Les récits font référence à l’histoire, la géographie, la géologie, à de grands écrivains ou explorateurs du passé. Ces carnets sont très riches d’informations, à la fois découverte des paysages, des gens, de leurs traditions et de leurs modes de vie.

« Accueillis par des enfants noirs de suie, boucles de turquoise à l’oreille et chuba en laine écarlate, nous découvrions, émerveillés, l’intérieur si longtemps imaginé de l’enceinte. Un groupe de vieillards discutait assis en tailleur dans la poussière, des femmes vêtues de belles étoffes portaient des fagots de bois à l’aide de la traditionnelle sangle de soutien qui leur barre le front, deux moines se rendaient d’un pas rapide – sûrement en retard – au monastère adjacent, un cavalier arrivait au galop du Tibet, chargé de petites caisses de bois contenant du cuir. »

Philippe Montillier, Carnets d’éternité, « Le royaume oublié du Mustang, Népal, 1995 »

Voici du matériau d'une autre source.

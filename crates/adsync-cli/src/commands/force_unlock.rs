//! `adsync force-unlock <slug>`: remove a client's lock file unconditionally
//!
//! Intended for locks left behind by a crashed run on hosts where stale-lock
//! detection cannot see the owning process.

use anyhow::Result;
use clap::Args;

use super::{parse_slug, render_failure, CommandContext};
use crate::output::OutputFormat;

#[derive(Debug, Args)]
pub struct ForceUnlockCommand {
    /// Client slug
    pub slug: String,
}

impl ForceUnlockCommand {
    pub async fn execute(&self, ctx: &CommandContext) -> Result<()> {
        let slug = parse_slug(&self.slug)?;
        let engine = ctx.engine(false)?;

        let removed = engine
            .force_unlock(&slug)
            .await
            .map_err(|failure| render_failure(ctx, failure))?;

        let formatter = ctx.formatter();
        if ctx.format == OutputFormat::Json {
            formatter.print_json(&serde_json::json!({
                "success": true,
                "slug": slug,
                "removed": removed,
            }));
        } else if removed {
            formatter.success(&format!("Lock removed for {slug}"));
        } else {
            formatter.success(&format!("No lock held for {slug}"));
        }
        Ok(())
    }
}
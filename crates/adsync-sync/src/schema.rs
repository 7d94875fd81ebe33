//! Declarative row schema and sampled validation
//!
//! Schemas are JSON documents in a small JSON-Schema dialect:
//!
//! ```json
//! {
//!   "required": ["date", "campaign_id"],
//!   "properties": {
//!     "date": { "type": "string", "format": "date" },
//!     "impressions": { "type": "integer", "minimum": 0 },
//!     "ctr": { "type": ["number", "null"], "minimum": 0, "maximum": 1 },
//!     "data_source": { "enum": ["google_ads", "google_lsa", "search_terms"] }
//!   }
//! }
//! ```
//!
//! Only `type`, `format: date`, `enum`, `minimum`, `maximum` and `required`
//! are understood; other keywords are ignored. Validation never fails an
//! operation: the report is logged and stored in the client state.

use std::collections::BTreeMap;
use std::path::Path;

use adsync_core::domain::{window::parse_date, ValidationReport};
use serde::{Deserialize, Serialize};
use serde_json::Value;
use tracing::{debug, warn};

// ============================================================================
// Schema model
// ============================================================================

/// JSON type names accepted in `type`
#[derive(Debug, Clone, Copy, PartialEq, Eq, Serialize, Deserialize)]
#[serde(rename_all = "lowercase")]
pub enum FieldType {
    String,
    Integer,
    Number,
    Boolean,
    Null,
}

impl FieldType {
    fn matches(self, value: &Value) -> bool {
        match self {
            Self::String => value.is_string(),
            Self::Integer => value.is_i64() || value.is_u64(),
            Self::Number => value.is_number(),
            Self::Boolean => value.is_boolean(),
            Self::Null => value.is_null(),
        }
    }
}

/// `type` may be a single name or a list of alternatives
#[derive(Debug, Clone, PartialEq, Eq, Serialize, Deserialize)]
#[serde(untagged)]
pub enum TypeSpec {
    One(FieldType),
    Any(Vec<FieldType>),
}

impl TypeSpec {
    fn matches(&self, value: &Value) -> bool {
        match self {
            Self::One(t) => t.matches(value),
            Self::Any(types) => types.iter().any(|t| t.matches(value)),
        }
    }
}

/// Constraints for one field
#[derive(Debug, Clone, Default, PartialEq, Serialize, Deserialize)]
pub struct FieldRule {
    #[serde(rename = "type", default, skip_serializing_if = "Option::is_none")]
    pub kind: Option<TypeSpec>,
    #[serde(default, skip_serializing_if = "Option::is_none")]
    pub format: Option<String>,
    #[serde(rename = "enum", default, skip_serializing_if = "Option::is_none")]
    pub allowed: Option<Vec<Value>>,
    #[serde(default, skip_serializing_if = "Option::is_none")]
    pub minimum: Option<f64>,
    #[serde(default, skip_serializing_if = "Option::is_none")]
    pub maximum: Option<f64>,
}

/// Row schema: required fields plus per-field rules
#[derive(Debug, Clone, Default, PartialEq, Serialize, Deserialize)]
pub struct DatasetSchema {
    #[serde(default)]
    pub required: Vec<String>,
    #[serde(default)]
    pub properties: BTreeMap<String, FieldRule>,
}

impl DatasetSchema {
    /// Parse a schema document
    pub fn from_json(text: &str) -> anyhow::Result<Self> {
        Ok(serde_json::from_str(text)?)
    }

    /// Load the schema at `path`, or the built-in campaign schema if the
    /// file does not exist
    pub async fn load_or_builtin(path: &Path) -> anyhow::Result<Self> {
        match tokio::fs::read_to_string(path).await {
            Ok(text) => {
                debug!(path = %path.display(), "using schema file");
                Self::from_json(&text)
            }
            Err(e) if e.kind() == std::io::ErrorKind::NotFound => Ok(Self::campaign_v1()),
            Err(e) => Err(e.into()),
        }
    }

    /// Built-in schema for campaign rows, version 1
    #[must_use]
    pub fn campaign_v1() -> Self {
        let count = || FieldRule {
            kind: Some(TypeSpec::One(FieldType::Integer)),
            minimum: Some(0.0),
            ..FieldRule::default()
        };
        let amount = || FieldRule {
            kind: Some(TypeSpec::One(FieldType::Number)),
            minimum: Some(0.0),
            ..FieldRule::default()
        };
        let ratio = |max: Option<f64>| FieldRule {
            kind: Some(TypeSpec::Any(vec![FieldType::Number, FieldType::Null])),
            minimum: Some(0.0),
            maximum: max,
            ..FieldRule::default()
        };
        let text = || FieldRule {
            kind: Some(TypeSpec::One(FieldType::String)),
            ..FieldRule::default()
        };

        let mut properties = BTreeMap::new();
        properties.insert(
            "data_source".into(),
            FieldRule {
                allowed: Some(vec![
                    Value::from("google_ads"),
                    Value::from("google_lsa"),
                    Value::from("search_terms"),
                ]),
                ..FieldRule::default()
            },
        );
        properties.insert(
            "date".into(),
            FieldRule {
                format: Some("date".into()),
                ..text()
            },
        );
        properties.insert("campaign_id".into(), text());
        properties.insert("campaign_name".into(), text());
        properties.insert("campaign_status".into(), text());
        properties.insert("impressions".into(), count());
        properties.insert("clicks".into(), count());
        properties.insert("cost".into(), amount());
        properties.insert("conversions".into(), amount());
        properties.insert("conversions_value".into(), amount());
        properties.insert("all_conversions".into(), amount());
        properties.insert("view_through_conversions".into(), count());
        properties.insert("ctr".into(), ratio(Some(1.0)));
        properties.insert("avg_cpc".into(), ratio(None));
        properties.insert("cpa".into(), ratio(None));
        properties.insert("conv_rate".into(), ratio(None));
        properties.insert("currency_code".into(), text());
        properties.insert("schema_version".into(), count());

        Self {
            required: [
                "data_source",
                "date",
                "campaign_id",
                "impressions",
                "clicks",
                "cost",
                "conversions",
            ]
            .iter()
            .map(|s| (*s).to_string())
            .collect(),
            properties,
        }
    }

    /// Violations for one row, as messages
    fn check(&self, row: &Value) -> Vec<String> {
        let Some(object) = row.as_object() else {
            return vec!["row is not an object".to_string()];
        };

        let mut problems = Vec::new();
        for field in &self.required {
            if !object.contains_key(field) {
                problems.push(format!("'{field}' is a required property"));
            }
        }
        for (field, rule) in &self.properties {
            if let Some(value) = object.get(field) {
                if let Some(problem) = rule.check(field, value) {
                    problems.push(problem);
                }
            }
        }
        problems
    }
}

impl FieldRule {
    fn check(&self, field: &str, value: &Value) -> Option<String> {
        if let Some(kind) = &self.kind {
            if !kind.matches(value) {
                return Some(format!("'{field}': {value} has the wrong type"));
            }
        }
        if let Some(allowed) = &self.allowed {
            if !allowed.contains(value) {
                return Some(format!("'{field}': {value} is not one of the allowed values"));
            }
        }
        if self.format.as_deref() == Some("date") {
            if let Some(s) = value.as_str() {
                if parse_date(s).is_err() {
                    return Some(format!("'{field}': '{s}' is not a valid date"));
                }
            }
        }
        if let Some(n) = value.as_f64() {
            if let Some(min) = self.minimum {
                if n < min {
                    return Some(format!("'{field}': {n} is less than the minimum of {min}"));
                }
            }
            if let Some(max) = self.maximum {
                if n > max {
                    return Some(format!("'{field}': {n} is greater than the maximum of {max}"));
                }
            }
        }
        None
    }
}

// ============================================================================
// Sampled validation
// ============================================================================

/// Validate the first `sample_size` rows against `schema`
///
/// Collection stops after `max_errors` violations, with a trailing note.
pub fn validate<R: Serialize>(
    rows: &[R],
    schema: &DatasetSchema,
    sample_size: usize,
    max_errors: usize,
) -> ValidationReport {
    let sample = &rows[..rows.len().min(sample_size)];
    let mut errors = Vec::new();

    'rows: for (index, row) in sample.iter().enumerate() {
        let problems = match serde_json::to_value(row) {
            Ok(value) => schema.check(&value),
            Err(e) => vec![format!("cannot serialize row: {e}")],
        };
        for problem in problems {
            errors.push(format!("Row {index}: {problem}"));
            if errors.len() >= max_errors {
                errors.push(format!(
                    "... and potentially more errors (checked {} rows)",
                    sample.len()
                ));
                break 'rows;
            }
        }
    }

    let report = ValidationReport {
        ok: errors.is_empty(),
        rows_checked: sample.len(),
        errors,
    };
    if report.ok {
        debug!(rows_checked = report.rows_checked, "schema validation passed");
    } else {
        for error in &report.errors {
            warn!(%error, "schema violation");
        }
    }
    report
}

#[cfg(test)]
mod tests {
    use super::*;
    use adsync_core::domain::{CampaignRow, DataSource, DatasetRecord};
    use chrono::NaiveDate;

    fn row(impressions: u64, clicks: u64) -> CampaignRow {
        let mut row = CampaignRow::new(
            DataSource::GoogleAds,
            NaiveDate::from_ymd_opt(2025, 9, 1).unwrap(),
            "111",
            impressions,
            clicks,
            5.0,
            1.0,
        );
        row.enrich("USD", 1);
        row.recompute_derived();
        row
    }

    #[test]
    fn test_valid_rows_pass() {
        let rows = vec![row(100, 10), row(0, 0)];
        let report = validate(&rows, &DatasetSchema::campaign_v1(), 100, 10);
        assert!(report.ok, "{:?}", report.errors);
        assert_eq!(report.rows_checked, 2);
    }

    #[test]
    fn test_range_violation_reported_with_row_index() {
        // More clicks than impressions pushes ctr above 1
        let rows = vec![row(100, 10), row(10, 20)];
        let report = validate(&rows, &DatasetSchema::campaign_v1(), 100, 10);
        assert!(!report.ok);
        assert_eq!(report.errors.len(), 1);
        assert!(report.errors[0].starts_with("Row 1: 'ctr'"), "{}", report.errors[0]);
    }

    #[test]
    fn test_only_sample_is_checked() {
        let mut rows = vec![row(100, 10); 5];
        rows.push(row(10, 20));
        let report = validate(&rows, &DatasetSchema::campaign_v1(), 5, 10);
        assert!(report.ok);
        assert_eq!(report.rows_checked, 5);
    }

    #[test]
    fn test_error_collection_is_capped() {
        let rows = vec![row(10, 20); 20];
        let report = validate(&rows, &DatasetSchema::campaign_v1(), 100, 3);
        assert_eq!(report.errors.len(), 4);
        assert!(report.errors[3].starts_with("... and potentially more errors"));
    }

    #[test]
    fn test_schema_from_json_document() {
        let schema = DatasetSchema::from_json(
            r#"{
                "type": "object",
                "required": ["date", "region"],
                "properties": {
                    "date": { "type": "string", "format": "date" },
                    "clicks": { "type": "integer", "maximum": 5 }
                }
            }"#,
        )
        .unwrap();

        let report = validate(&[row(100, 10)], &schema, 100, 10);
        assert_eq!(
            report.errors,
            vec![
                "Row 0: 'region' is a required property".to_string(),
                "Row 0: 'clicks': 10 is greater than the maximum of 5".to_string(),
            ]
        );
    }

    #[test]
    fn test_invalid_date_and_enum() {
        let schema = DatasetSchema::campaign_v1();
        let value = serde_json::json!({
            "data_source": "bing",
            "date": "2025-02-30",
            "campaign_id": "1",
            "impressions": 1,
            "clicks": 0,
            "cost": 0.0,
            "conversions": 0.0
        });
        let problems = schema.check(&value);
        assert_eq!(problems.len(), 2);
        assert!(problems.iter().any(|p| p.contains("not one of the allowed values")));
        assert!(problems.iter().any(|p| p.contains("not a valid date")));
    }

    #[tokio::test]
    async fn test_missing_schema_file_falls_back_to_builtin() {
        let dir = tempfile::TempDir::new().unwrap();
        let schema = DatasetSchema::load_or_builtin(&dir.path().join("none.schema.json"))
            .await
            .unwrap();
        assert_eq!(schema, DatasetSchema::campaign_v1());
    }
}
//! Domain entities and business logic
//!
//! This module contains the core domain types for adsync:
//! - Newtypes for validated client and customer identifiers
//! - Per-client sync state and data-quality bookkeeping
//! - Dataset rows and derived metric computation
//! - Date windows and the window calculator
//! - Error recovery records
//! - Domain-specific error types

pub mod error_record;
pub mod errors;
pub mod newtypes;
pub mod row;
pub mod state;
pub mod window;

// Re-export commonly used types
pub use error_record::{ErrorKind, ErrorRecord, Operation, OperationContext};
pub use errors::DomainError;
pub use newtypes::{ClientSlug, CustomerId};
pub use row::{CampaignRow, DataSource, DatasetRecord, RowKey};
pub use state::{ClientState, DataQuality, SourceState, ValidationReport, SCHEMA_VERSION};
pub use window::DateRange;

Un regard, jamais un jugement, l’observateur qu’est Philippe Montillier cherche à prendre la photo juste, s’efforce aussi d’employer le mot juste pour décrire sa pensée, son émotion. En cela, l’auteur est très fort.

Ses émotions deviennent miennes.

J’aime particulièrement les mots qu’il pose sur les photographies qu’il partage sur les réseaux sociaux.

Pénitents de glace sur les flancs de l'Ojos del Salado, nord Chili 2002"Le plus haut volcan actif du monde, le…

Publiée par Philippe Montillier sur Lundi 11 novembre 2019

Un exercice auquel il ne peut s’adonner dans ce livre, car les photos sont compilées dans deux carnets couleurs et ainsi déconnectées du contexte de la prise de vue.

Les deux carnets photographiques de Carnets d’éternité présentent l’avantage de donner au lecteur un aperçu des reportages qu’a accumulés Philippe Montillier au fil du temps. Toutefois, j’en trouve l’intérêt limité sans texte explicatif. Pour apprécier véritablement le travail du photographe, préférez suivre Philippe Montillier sur les réseaux sociaux ou vous procurer d’autres titres comme Himalaya, avec les porteurs du Népal, Hautes vallées du Népal ou encore Djibouti, caravaniers du sel.

Enfin, ce qui est sublime dans ces récits, c’est le regard que l’écrivain-photographe porte sur l’autre, sur ces gens qu’il rencontre, de façon souvent fugace.

Des yeux qui se croisent, un sourire échangé, et chacun poursuit sa route.

J’ai aimé qu’il porte son intérêt sur ces inconnus, à la vie souvent difficile, mais dont le dénuement semble suffire à leur bonheur.

La montagne, le Népal, le désert, la marche et le silence

Les derniers chapitres complètent les 30 carnets dans le sens où ils viennent confirmer des suppositions que l’on peut faire au fil de la lecture.

Ainsi, Philippe Montillier nous renseigne encore davantage sur l’essence même de ses voyages, son carburant quotidien, ce qui l’a amené à emprunter ce chemin, ce qui fait sens dans sa vie.

Un éloge aux grands espaces, à la marche et au silence. Ce silence que j’aime tant écouter… moi aussi.


Carnets d’éternité, c’est 30 ans à visiter des lieux d’exception, la plupart du temps au rythme lent de la marche, sans oublier les hommes, les femmes et les enfants qui y vivent.

Un regard à travers l’objectif. Mais pas n’importe lequel, pas le petit bout de la lorgnette, non, un grand-angle.

Un hommage poignant à notre Terre et à ses habitants.

Carnets d’éternité : 30 ans sur les chemins du monde, à déguster lentement, à savourer pleinement.

Un titre à faire figurer dans sa bibliothèque, en grand voyageur, ou grand rêveur que vous êtes certainement.